# TASK DESCRIPTION
Quote the material below exactly as written, from the first line to the line that holds "the one consumed.", endpoints included.

*** Opening of AVAILABLE DATA ***

//! Command: print version information.

/// The version baked in at build time, or the crate version for dev builds.
#[must_use]
pub fn version() -> &'static str {
    option_env!("HOMESTAGE_VERSION").unwrap_or(env!("CARGO_PKG_VERSION"))
}

/// Print the homestage version to stdout.
pub fn run() {
    println!("homestage {}", version());
}
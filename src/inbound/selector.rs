//! Picks the most recent matching message out of a mailbox.
//!
//! Every message is checked against the sender filter, the subject tag and
//! attachment presence. Of all matches only the most recent one yields its
//! attachment, but when deletion is requested *all* matches are marked, so
//! superseded mails are purged along with the one consumed.

use chrono::{DateTime, Utc};
use mail_parser::{Message, MessageParser};
use regex::Regex;
use tracing::{debug, info};

use super::locator::{self, Attachment, BodyPart};
use crate::config::DEFAULT_FILENAME;
use crate::error::Result;
use crate::mailbox::{Mailbox, MessageId};

/// What a message must look like to be considered.
#[derive(Debug, Clone)]
pub struct MailboxCriteria {
    /// Exact, case-sensitive match on the first `From` address.
    sender: Option<String>,
    tag: String,
    tag_pattern: Regex,
}

impl MailboxCriteria {
    pub fn new(sender: Option<String>, tag: impl Into<String>) -> Self {
        let tag = tag.into();
        // The tag is literal text; escape it so `[`, `]` or `.` mean themselves.
        let tag_pattern = Regex::new(&regex::escape(&tag)).expect("escaped pattern is valid");
        Self {
            sender: sender.filter(|s| !s.trim().is_empty()),
            tag,
            tag_pattern,
        }
    }

    /// With no sender configured every message passes; otherwise the message
    /// needs a sender equal to the configured one.
    pub fn admits_sender(&self, sender: Option<&str>) -> bool {
        match &self.sender {
            None => true,
            Some(expected) => sender == Some(expected.as_str()),
        }
    }

    pub fn admits_subject(&self, subject: &str) -> bool {
        self.tag_pattern.is_match(subject)
    }
}

/// Per-invocation selection switches.
#[derive(Debug, Clone, Default)]
pub struct SelectOptions {
    /// Mark every candidate deleted.
    pub delete_matches: bool,
    /// Filename used when the attachment declares none.
    pub force_filename: Option<String>,
}

/// Outcome of one selection pass.
#[derive(Debug, Clone, PartialEq, Eq)]
pub enum Selection {
    NoMatch,
    Selected {
        content: Vec<u8>,
        filename: String,
        sent: Option<DateTime<Utc>>,
        /// Number of messages that matched; all of them were marked when
        /// deletion is on.
        matched: usize,
    },
}

/// A message that passed every filter.
#[derive(Debug, Clone)]
struct Candidate {
    id: MessageId,
    sent: Option<DateTime<Utc>>,
    attachment: Attachment,
}

/// Run one selection pass over an open mailbox.
///
/// A protocol or decoding failure aborts the pass. Deletion marks placed
/// before the failure stay in place.
pub fn select<M>(mailbox: &mut M, criteria: &MailboxCriteria, options: &SelectOptions) -> Result<Selection>
where
    M: Mailbox + ?Sized,
{
    let ids = mailbox.list()?;
    debug!(count = ids.len(), tag = %criteria.tag, "Scanning mailbox");

    let mut candidates = Vec::new();
    for id in ids {
        let raw = mailbox.fetch(id)?;
        let Some(message) = MessageParser::default().parse(&raw) else {
            debug!(id, size = raw.len(), "Skipping mail without headers");
            continue;
        };
        if let Some(candidate) = evaluate(id, &message, criteria)? {
            candidates.push(candidate);
        }
    }

    if candidates.is_empty() {
        info!(tag = %criteria.tag, "No matching mail");
        return Ok(Selection::NoMatch);
    }

    // Stable, most recent first. A missing date sorts after every present one.
    candidates.sort_by(|a, b| b.sent.cmp(&a.sent));

    let matched = candidates.len();
    let winner = &candidates[0];
    let filename = winner
        .attachment
        .filename
        .clone()
        .filter(|f| !f.is_empty())
        .or_else(|| options.force_filename.clone())
        .unwrap_or_else(|| DEFAULT_FILENAME.to_string());

    info!(
        id = winner.id,
        matched,
        filename = %filename,
        size = winner.attachment.content.len(),
        "Selected most recent matching mail"
    );

    if options.delete_matches {
        for candidate in &candidates {
            mailbox.mark_deleted(candidate.id)?;
        }
        debug!(marked = matched, "Marked matching mail for deletion");
    }

    let winner = candidates.swap_remove(0);
    Ok(Selection::Selected {
        content: winner.attachment.content,
        filename,
        sent: winner.sent,
        matched,
    })
}

/// Apply sender, subject and attachment filters in that order.
fn evaluate(id: MessageId, message: &Message<'_>, criteria: &MailboxCriteria) -> Result<Option<Candidate>> {
    let sender = first_sender(message);
    if !criteria.admits_sender(sender) {
        debug!(id, sender = ?sender, "Skipping mail from other sender");
        return Ok(None);
    }

    if !criteria.admits_subject(message.subject().unwrap_or_default()) {
        debug!(id, "Skipping mail without tag");
        return Ok(None);
    }

    let tree = BodyPart::from_message(message);
    let Some(leaf) = locator::find_attachment(&tree)? else {
        debug!(id, "Skipping tagged mail without attachment");
        return Ok(None);
    };

    Ok(Some(Candidate {
        id,
        sent: sent_date(message),
        attachment: locator::extract(leaf)?,
    }))
}

/// Bare address of the first `From` entry.
pub fn first_sender<'a>(message: &'a Message<'_>) -> Option<&'a str> {
    message
        .from()
        .and_then(|addr| addr.first())
        .and_then(|a| a.address())
}

/// `Date` header as UTC, if present and representable.
pub fn sent_date(message: &Message<'_>) -> Option<DateTime<Utc>> {
    message
        .date()
        .and_then(|d| DateTime::from_timestamp(d.to_timestamp(), 0))
}

#[cfg(test)]
mod tests {
    use super::*;
    use crate::error::{Error, MimeError};
    use crate::mailbox::{AccessMode, MemoryMailbox};

    // ── Sender filter ───────────────────────────────────────────

    #[test]
    fn unset_sender_admits_everything() {
        let criteria = MailboxCriteria::new(None, "[T]");
        assert!(criteria.admits_sender(Some("anyone@example.com")));
        assert!(criteria.admits_sender(None));
    }

    #[test]
    fn blank_sender_counts_as_unset() {
        let criteria = MailboxCriteria::new(Some("  ".into()), "[T]");
        assert!(criteria.admits_sender(Some("anyone@example.com")));
    }

    #[test]
    fn sender_match_is_exact_and_case_sensitive() {
        let criteria = MailboxCriteria::new(Some("alice@example.com".into()), "[T]");
        assert!(criteria.admits_sender(Some("alice@example.com")));
        assert!(!criteria.admits_sender(Some("Alice@example.com")));
        assert!(!criteria.admits_sender(Some("alice@example.com.evil")));
        assert!(!criteria.admits_sender(None));
    }

    // ── Subject tag ─────────────────────────────────────────────

    #[test]
    fn tag_is_literal_substring() {
        let criteria = MailboxCriteria::new(None, "[DEMO]");
        assert!(criteria.admits_subject("Report [DEMO] 2024"));
        assert!(criteria.admits_subject("[DEMO]"));
        assert!(!criteria.admits_subject("Report DEMO"));
        assert!(!criteria.admits_subject("Report [D]"));
        assert!(!criteria.admits_subject("Report [demo]"));
    }

    #[test]
    fn tag_metacharacters_are_not_patterns() {
        let criteria = MailboxCriteria::new(None, "a.b*c?(d)");
        assert!(criteria.admits_subject("x a.b*c?(d) y"));
        assert!(!criteria.admits_subject("axbbbcd"));
        assert!(!criteria.admits_subject("aXb*c?(d)"));
    }

    // ── Header helpers ──────────────────────────────────────────

    #[test]
    fn first_sender_uses_bare_address() {
        let raw = b"From: Alice <alice@example.com>, bob@example.com\r\nSubject: x\r\n\r\n";
        let message = MessageParser::default().parse(&raw[..]).unwrap();
        assert_eq!(first_sender(&message), Some("alice@example.com"));
    }

    #[test]
    fn sent_date_converts_to_utc() {
        let raw = b"Date: Tue, 1 Jul 2003 10:52:37 +0200\r\nSubject: x\r\n\r\n";
        let message = MessageParser::default().parse(&raw[..]).unwrap();
        let sent = sent_date(&message).unwrap();
        assert_eq!(sent.to_rfc3339(), "2003-07-01T08:52:37+00:00");
    }

    // ── Whole pass ──────────────────────────────────────────────

    const TAGGED: &str = concat!(
        "From: a@example.com\r\n",
        "Subject: [DEMO] export\r\n",
        "MIME-Version: 1.0\r\n",
        "Content-Type: multipart/mixed; boundary=\"b\"\r\n",
        "\r\n",
        "--b\r\n",
        "Content-Type: text/plain\r\n",
        "\r\n",
        "see attachment\r\n",
        "--b\r\n",
        "Content-Type: application/octet-stream\r\n",
        "Content-Transfer-Encoding: base64\r\n",
        "\r\n",
        "{body}\r\n",
        "--b--\r\n",
    );

    fn tagged(body: &str) -> Vec<u8> {
        TAGGED.replace("{body}", body).into_bytes()
    }

    fn run(mailbox: &mut MemoryMailbox) -> Result<Selection> {
        mailbox.open(AccessMode::ReadWrite).unwrap();
        let options = SelectOptions {
            delete_matches: true,
            ..Default::default()
        };
        select(mailbox, &MailboxCriteria::new(None, "[DEMO]"), &options)
    }

    #[test]
    fn empty_mail_is_skipped_not_fatal() {
        let mut mailbox = MemoryMailbox::new();
        let empty = mailbox.push(Vec::new());
        let blank = mailbox.push(b"  \r\n".to_vec());
        let valid = mailbox.push(tagged("PGE+MTwvYT4="));

        let selection = run(&mut mailbox).unwrap();

        assert!(matches!(
            selection,
            Selection::Selected { ref content, matched: 1, .. } if content == b"<a>1</a>"
        ));
        assert_eq!(mailbox.marked(), vec![valid]);
        assert!(!mailbox.marked().contains(&empty));
        assert!(!mailbox.marked().contains(&blank));
    }

    #[test]
    fn undecodable_attachment_fails_the_pass() {
        let mut mailbox = MemoryMailbox::new();
        mailbox.push(tagged("!!!! not base64 ????"));

        let err = run(&mut mailbox).unwrap_err();

        assert!(matches!(err, Error::Mime(MimeError::MalformedPart { .. })));
        assert!(mailbox.marked().is_empty());
    }

    #[test]
    fn missing_date_is_none() {
        let raw = b"Subject: x\r\n\r\nbody";
        let message = MessageParser::default().parse(&raw[..]).unwrap();
        assert!(sent_date(&message).is_none());
    }
}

*** Close of AVAILABLE DATA ***

# SOLUTION TO THIS PROBLEM
//! Command: print version information.

/// The version baked in at build time, or the crate version for dev builds.
#[must_use]
pub fn version() -> &'static str {
    option_env!("HOMESTAGE_VERSION").unwrap_or(env!("CARGO_PKG_VERSION"))
}

/// Print the homestage version to stdout.
pub fn run() {
    println!("homestage {}", version());
}
filename src/inbound/selector.rs
//! Picks the most recent matching message out of a mailbox.
//!
//! Every message is checked against the sender filter, the subject tag and
//! attachment presence. Of all matches only the most recent one yields its
//! attachment, but when deletion is requested *all* matches are marked, so
//! superseded mails are purged along with the one consumed.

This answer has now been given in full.